Due to several uncertainties that may occur, two major alternative scenarios are possible. The first is the “Middle-income trap,” which predicts that around 25 percent of manufacturing jobs will be automated by 2027, creating displaced workers. Given the skills gap among manufacturing workers, a slower shift to higher-paying service jobs will result in slower middle-class growth and reduced consumption expenditure that could total RMB 15 trillion ($2.3 trillion) less than in the base case. Second is the “Turning inward” scenario. In this case, overall consumption expenditures will be an estimated RMB 5.5 trillion ($0.8 trillion) lower than in the base case due to an increased savings rate and a decrease in net exports. The negative impact will be biggest for foreign brands, as elements of value will reflect traditional Chinese attitudes, which favor local brands.

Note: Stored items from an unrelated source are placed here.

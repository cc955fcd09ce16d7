//! The PPL (Pairing/Provisioning/Link) protocol: discovery, pairing,
//! configuration, measurement, device control, and update subprotocols
//! multiplexed over one UDP socket.

pub mod client;
pub mod config;
pub mod enums;
pub mod mapper;
pub mod messages;
pub mod orchestrator;
pub mod protocol;
pub mod subprotocols;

“China will not only be a great consumption story, but will also be notable for its unprecedented pace of change,” said Lannes. “In response, companies will need to adapt quickly and in multiple ways. Multinational firms in particular will have to change significantly, bringing their learnings from China to other operations worldwide.”

To thrive in China over the next decade, businesses serving consumers will need to rapidly develop certain critical capabilities, including becoming customer-centric, more digitally driven, highly agile and open to rapid transformation. They must also be able to recruit and retain the right talent, and be socially responsible as an organization.

In line with these changes, the coming decade will also bring a host of major challenges that will need to be addressed at the societal level. To ensure a better future, responsible leadership as well as potential collaborations through public-private partnership will be required to mitigate accelerating challenges, such as employment, social inclusion across income, geography and age, environment and sustainability, and trust and transparency regarding fake products and consumer concerns about data privacy.